Hablaban mientras Betty Draper vomitaba en el coche nuevo de Don Draper. Mientras lo doméstico lo invadía todo.

-Está embarazada. Fijo.
-No, cielo, vomita por la angustia. La verdad suele ser indigesta.
-Tengo que leer más: para entender Mad Men. Y a ti, mi amor.
A veces se extrañaba de las conductas de su esposa. Cierto. Pero aquella noche, el problema de aquella noche era otro. No conocía quién era esa mujer que comía a su lado, escueta y violenta como un estornudo. De dónde había venido, qué había hecho con la suya, la del día anterior, la de las horas y los minutos.


Estaban cenando.
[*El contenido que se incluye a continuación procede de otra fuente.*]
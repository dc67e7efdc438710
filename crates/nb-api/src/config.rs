use std::env;
use std::net::SocketAddr;
use std::path::PathBuf;

use nb_driver::{DriverSettings, PoolPolicy};

#[derive(Debug, Clone)]
pub struct AppConfig {
    pub database_url: String,
    pub listen_addr: SocketAddr,
    pub control_plane_api_key: String,
    pub housekeep_interval_secs: u64,
    pub public_ipv4: String,
    pub external_https_port: u16,
    pub session_timezone: String,
    pub runtime_dir: PathBuf,
    pub ssh_public_key_file: PathBuf,
    pub ssh_private_key_file: PathBuf,
    pub docker_cert_dir: PathBuf,
    pub prepare_playbook: PathBuf,
    pub image_dir: PathBuf,
    pub proxy_conf_dir: PathBuf,
    pub proxy_reload_command: Vec<String>,
}

impl AppConfig {
    pub fn from_env() -> Self {
        let runtime_dir: PathBuf = env::var("RUNTIME_DIR")
            .unwrap_or_else(|_| "/var/lib/nbpool".into())
            .into();
        let path_or = |var: &str, default: PathBuf| env::var(var).map(PathBuf::from).unwrap_or(default);

        Self {
            database_url: env::var("DATABASE_URL").expect("DATABASE_URL must be set"),
            listen_addr: env::var("LISTEN_ADDR")
                .unwrap_or_else(|_| "0.0.0.0:8080".into())
                .parse()
                .expect("LISTEN_ADDR must be a valid socket address"),
            control_plane_api_key: env::var("CONTROL_PLANE_API_KEY")
                .expect("CONTROL_PLANE_API_KEY must be set"),
            housekeep_interval_secs: env::var("HOUSEKEEP_INTERVAL_SECS")
                .unwrap_or_else(|_| "30".into())
                .parse()
                .expect("HOUSEKEEP_INTERVAL_SECS must be a valid u64"),
            public_ipv4: env::var("PUBLIC_IPV4").expect("PUBLIC_IPV4 must be set"),
            external_https_port: env::var("EXTERNAL_HTTPS_PORT")
                .unwrap_or_else(|_| "443".into())
                .parse()
                .expect("EXTERNAL_HTTPS_PORT must be a valid port"),
            session_timezone: env::var("SESSION_TIMEZONE").unwrap_or_else(|_| "UTC".into()),
            ssh_public_key_file: path_or("SSH_PUBLIC_KEY_FILE", runtime_dir.join("ssh/id_rsa.pub")),
            ssh_private_key_file: path_or("SSH_PRIVATE_KEY_FILE", runtime_dir.join("ssh/id_rsa")),
            docker_cert_dir: path_or("DOCKER_CERT_DIR", runtime_dir.join("docker-certs")),
            prepare_playbook: path_or("PREPARE_PLAYBOOK", "ansible/notebook_host.yml".into()),
            image_dir: path_or("IMAGE_DIR", runtime_dir.join("images")),
            proxy_conf_dir: path_or("PROXY_CONF_DIR", runtime_dir.join("proxy")),
            proxy_reload_command: env::var("PROXY_RELOAD_COMMAND")
                .map(|c| c.split_whitespace().map(str::to_string).collect())
                .unwrap_or_default(),
            runtime_dir,
        }
    }

    pub fn driver_settings(&self, ssh_public_key: String) -> DriverSettings {
        DriverSettings {
            policy: PoolPolicy::default(),
            public_ipv4: self.public_ipv4.clone(),
            external_https_port: self.external_https_port,
            timezone: self.session_timezone.clone(),
            ssh_public_key,
            runtime_dir: self.runtime_dir.clone(),
        }
    }
}
use axum::Json;
use axum::extract::{Path, State};
use axum::http::StatusCode;
use nb_driver::{ReapRequest, SessionRequest};
use serde_json::{Value, json};

use crate::error::ApiError;
use crate::placements::StoredPlacement;
use crate::state::AppState;

/// Placement runs in its own task: a client hanging up must not cancel it
/// between starting the container and recording it.
pub async fn create_session(
    State(state): State<AppState>,
    Json(req): Json<SessionRequest>,
) -> Result<(StatusCode, Json<StoredPlacement>), ApiError> {
    if state.placements.get(&req.session_id).await?.is_some() {
        return Err(ApiError::Conflict(format!("session {} is already placed", req.session_id)));
    }

    let stored = tokio::spawn(place_and_record(state, req)).await??;
    Ok((StatusCode::CREATED, Json(stored)))
}

async fn place_and_record(state: AppState, req: SessionRequest) -> Result<StoredPlacement, ApiError> {
    let placement = state.driver.provision(&req).await?;
    match state.placements.insert(&req.session_id, &placement).await {
        Ok(stored) => Ok(stored),
        Err(e) => {
            // Without a stored placement nobody could reap this session.
            tracing::error!(session_id = %req.session_id, error = %e, "failed to store placement");
            let reap = ReapRequest::for_placement(req.session_id.as_str(), &placement);
            if let Err(reap_err) = state.driver.deprovision(&reap).await {
                tracing::error!(session_id = %req.session_id, error = %reap_err, "failed to reap unstored session");
            }
            Err(e.into())
        }
    }
}

pub async fn get_session(
    State(state): State<AppState>,
    Path(session_id): Path<String>,
) -> Result<Json<StoredPlacement>, ApiError> {
    let stored = state.placements.get(&session_id).await?.ok_or(ApiError::NotFound)?;
    Ok(Json(stored))
}

pub async fn session_logs(
    State(state): State<AppState>,
    Path(session_id): Path<String>,
) -> Result<Json<Value>, ApiError> {
    let stored = state.placements.get(&session_id).await?.ok_or(ApiError::NotFound)?;
    let logs = state.driver.session_logs(&stored.placement).await?;
    Ok(Json(json!({ "session_id": session_id, "logs": logs })))
}

pub async fn delete_session(
    State(state): State<AppState>,
    Path(session_id): Path<String>,
) -> Result<StatusCode, ApiError> {
    let stored = state.placements.get(&session_id).await?.ok_or(ApiError::NotFound)?;

    tokio::spawn(async move {
        state
            .driver
            .deprovision(&ReapRequest::for_placement(session_id.as_str(), &stored.placement))
            .await?;
        state.placements.delete(&session_id).await?;
        Ok::<_, ApiError>(())
    })
    .await??;
    Ok(StatusCode::NO_CONTENT)
}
Con las bandejas en el salón, sopa, arroz y verduras. Las botellas sobre la alfombra. Él en calzoncillos y calcetines. Ella en seda amarilla, una especie de pien-fu con fajín. Sus manos, arriba y abajo, precoces, con todo su lenguaje; como una prótesis de sus dedos aquellos palillos.
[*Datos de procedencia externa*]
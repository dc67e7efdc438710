use nb_infra::types::NetworkChoice;
use serde::{Deserialize, Serialize};
use serde_json::{Value, json};

/// Pool tuning document, stored under [`crate::policy::CONFIG_KEY`] and
/// editable at runtime.
#[derive(Debug, Clone, PartialEq, Serialize, Deserialize)]
#[serde(rename_all = "SCREAMING_SNAKE_CASE")]
pub struct BackendConfig {
    pub free_slot_target: u32,
    pub max_hosts: u32,
    pub shutdown_mode: bool,
    pub host_image: String,
    pub host_flavor_name_small: String,
    pub host_flavor_slots_small: u32,
    pub host_flavor_name_large: String,
    pub host_flavor_slots_large: u32,
    pub host_master_sg: String,
    #[serde(default)]
    pub host_extra_sgs: String,
    pub host_root_volume_size: u32,
    pub host_data_volume_factor: u32,
    #[serde(default)]
    pub host_data_volume_type: String,
    #[serde(default)]
    pub host_data_volume_device: String,
    #[serde(default = "default_network")]
    pub host_network: String,
}

fn default_network() -> String {
    "auto".into()
}

impl Default for BackendConfig {
    fn default() -> Self {
        Self {
            free_slot_target: 4,
            max_hosts: 4,
            shutdown_mode: true,
            host_image: "CentOS-7".into(),
            host_flavor_name_small: "standard.medium".into(),
            host_flavor_slots_small: 6,
            host_flavor_name_large: "standard.xlarge".into(),
            host_flavor_slots_large: 24,
            host_master_sg: "pb_server".into(),
            host_extra_sgs: String::new(),
            host_root_volume_size: 0,
            host_data_volume_factor: 4,
            host_data_volume_type: String::new(),
            host_data_volume_device: "/dev/vdb".into(),
            host_network: default_network(),
        }
    }
}

/// Flavor picked for a new host.
#[derive(Debug, Clone, Copy, PartialEq, Eq)]
pub struct Flavor<'a> {
    pub name: &'a str,
    pub slots: u32,
}

impl BackendConfig {
    /// JSON schema every stored config document must satisfy.
    pub fn schema() -> Value {
        json!({
            "type": "object",
            "required": [
                "FREE_SLOT_TARGET", "MAX_HOSTS", "SHUTDOWN_MODE", "HOST_IMAGE",
                "HOST_FLAVOR_NAME_SMALL", "HOST_FLAVOR_SLOTS_SMALL",
                "HOST_FLAVOR_NAME_LARGE", "HOST_FLAVOR_SLOTS_LARGE",
                "HOST_MASTER_SG", "HOST_ROOT_VOLUME_SIZE", "HOST_DATA_VOLUME_FACTOR"
            ],
            "properties": {
                "FREE_SLOT_TARGET": { "type": "integer", "minimum": 0 },
                "MAX_HOSTS": { "type": "integer", "minimum": 1 },
                "SHUTDOWN_MODE": { "type": "boolean" },
                "HOST_IMAGE": { "type": "string", "minLength": 1 },
                "HOST_FLAVOR_NAME_SMALL": { "type": "string", "minLength": 1 },
                "HOST_FLAVOR_SLOTS_SMALL": { "type": "integer", "minimum": 1 },
                "HOST_FLAVOR_NAME_LARGE": { "type": "string", "minLength": 1 },
                "HOST_FLAVOR_SLOTS_LARGE": { "type": "integer", "minimum": 1 },
                "HOST_MASTER_SG": { "type": "string" },
                "HOST_EXTRA_SGS": { "type": "string" },
                "HOST_ROOT_VOLUME_SIZE": { "type": "integer", "minimum": 0 },
                "HOST_DATA_VOLUME_FACTOR": { "type": "integer", "minimum": 0 },
                "HOST_DATA_VOLUME_TYPE": { "type": "string" },
                "HOST_DATA_VOLUME_DEVICE": { "type": "string" },
                "HOST_NETWORK": { "type": "string" }
            }
        })
    }

    /// Rules the schema cannot express.
    pub fn check(&self) -> Result<(), String> {
        if self.max_hosts < 1 {
            return Err("MAX_HOSTS must be at least 1".into());
        }
        if self.host_flavor_slots_small < 1 {
            return Err("HOST_FLAVOR_SLOTS_SMALL must be at least 1".into());
        }
        if self.host_flavor_slots_large < self.host_flavor_slots_small {
            return Err("HOST_FLAVOR_SLOTS_LARGE must not be below HOST_FLAVOR_SLOTS_SMALL".into());
        }
        Ok(())
    }

    /// Large flavor while ramping up, small otherwise.
    pub fn flavor(&self, ramp_up: bool) -> Flavor<'_> {
        if ramp_up {
            Flavor {
                name: &self.host_flavor_name_large,
                slots: self.host_flavor_slots_large,
            }
        } else {
            Flavor {
                name: &self.host_flavor_name_small,
                slots: self.host_flavor_slots_small,
            }
        }
    }

    pub fn extra_sgs(&self) -> Vec<String> {
        self.host_extra_sgs.split_whitespace().map(str::to_string).collect()
    }

    pub fn master_sg(&self) -> Option<String> {
        let sg = self.host_master_sg.trim();
        (!sg.is_empty()).then(|| sg.to_string())
    }

    pub fn data_volume_type(&self) -> Option<String> {
        let t = self.host_data_volume_type.trim();
        (!t.is_empty()).then(|| t.to_string())
    }

    pub fn data_volume_device(&self) -> Option<&str> {
        let d = self.host_data_volume_device.trim();
        (!d.is_empty()).then_some(d)
    }

    pub fn network(&self) -> NetworkChoice {
        self.host_network.parse().unwrap_or(NetworkChoice::Auto)
    }
}

#[cfg(test)]
mod tests {
    use super::*;

    #[test]
    fn deserializes_screaming_snake_case_keys() {
        let doc = json!({
            "FREE_SLOT_TARGET": 4,
            "MAX_HOSTS": 2,
            "SHUTDOWN_MODE": false,
            "HOST_IMAGE": "CentOS-7",
            "HOST_FLAVOR_NAME_SMALL": "small",
            "HOST_FLAVOR_SLOTS_SMALL": 4,
            "HOST_FLAVOR_NAME_LARGE": "large",
            "HOST_FLAVOR_SLOTS_LARGE": 16,
            "HOST_MASTER_SG": "pb_server",
            "HOST_EXTRA_SGS": " ssh  monitoring ",
            "HOST_ROOT_VOLUME_SIZE": 0,
            "HOST_DATA_VOLUME_FACTOR": 4
        });
        let config: BackendConfig = serde_json::from_value(doc).unwrap();

        assert_eq!(config.max_hosts, 2);
        assert_eq!(config.extra_sgs(), vec!["ssh", "monitoring"]);
        assert_eq!(config.network(), NetworkChoice::Auto);
        assert_eq!(config.data_volume_device(), None);
        assert_eq!(config.flavor(true), Flavor { name: "large", slots: 16 });
        assert_eq!(config.flavor(false), Flavor { name: "small", slots: 4 });
    }

    #[test]
    fn check_rejects_large_flavor_smaller_than_small() {
        let config = BackendConfig {
            host_flavor_slots_small: 8,
            host_flavor_slots_large: 4,
            ..BackendConfig::default()
        };
        assert!(config.check().is_err());
        assert!(BackendConfig::default().check().is_ok());
    }
}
-Está buena la sopa -trataba de cambiar de tema-; sabor extraño pero exquisito.


-Sopa de Wan-Tan.


Comida nueva. Pero estaba cansado para preguntar. Demasiados cambios en una sola noche.


Afortunadamente, suena el teléfono.

-¿Diga?

-¿...?

Escucha y gesticula.

-Hola...Viendo a Don... Segunda temporada.

-¿...?

-¡Tú también!... No... Claro que no hablaba del desamor. Trataba de conjugar el accidente, con el viaje, un discurso inconexo, críptico... No, no sufro... NO, no tengo nada que contar... Tampoco.

Aparta el auricular cogiéndolo entre las manos como si tratase de proteger del frío a un colibrí contagioso y se dirige entre susurros a su marido ("...es Celia, que ha entrado en el blog y pregunta, de nuevo, si estamos en crisis").

Sonríe, hacía calor fuera. Posa la bandeja, el teléfono en una mano, con la otra recoge los bajos de tanta tela.

"Qué pequeña se ve."

Ella sube al sofá y abre la ventana a la par que niega repetidas veces entre justificaciones redundantes a su amiga, la que no calla al otro lado del cable.
Puede con todo. Dulce, aristocrática, felina.
Él no se mueve. Sólo la mira.


-Zaijian.


Y cuelga más amarilla que nunca. Él piensa que a ella le sienta bien ese nuevo peinado: un pelo extremadamente liso, oscuro, como piel de foca que no deja de crecer.

Ella le hace una reverencia, junta las manos, pálida, y asiente con la cabeza como si estuviera afectada de una inquietante sumisión. In the mood for love.

Se rasca la oreja. No entiende nada. Cada vez menos. Continúa con la cena.

Como ya había dicho, seguramente tenía que leer más. Quizá así la entendería. La complacería.

Como Chow Mo-Wan. El otro sí comprendía.

Él también sentía la arcada, como Betty. Él también.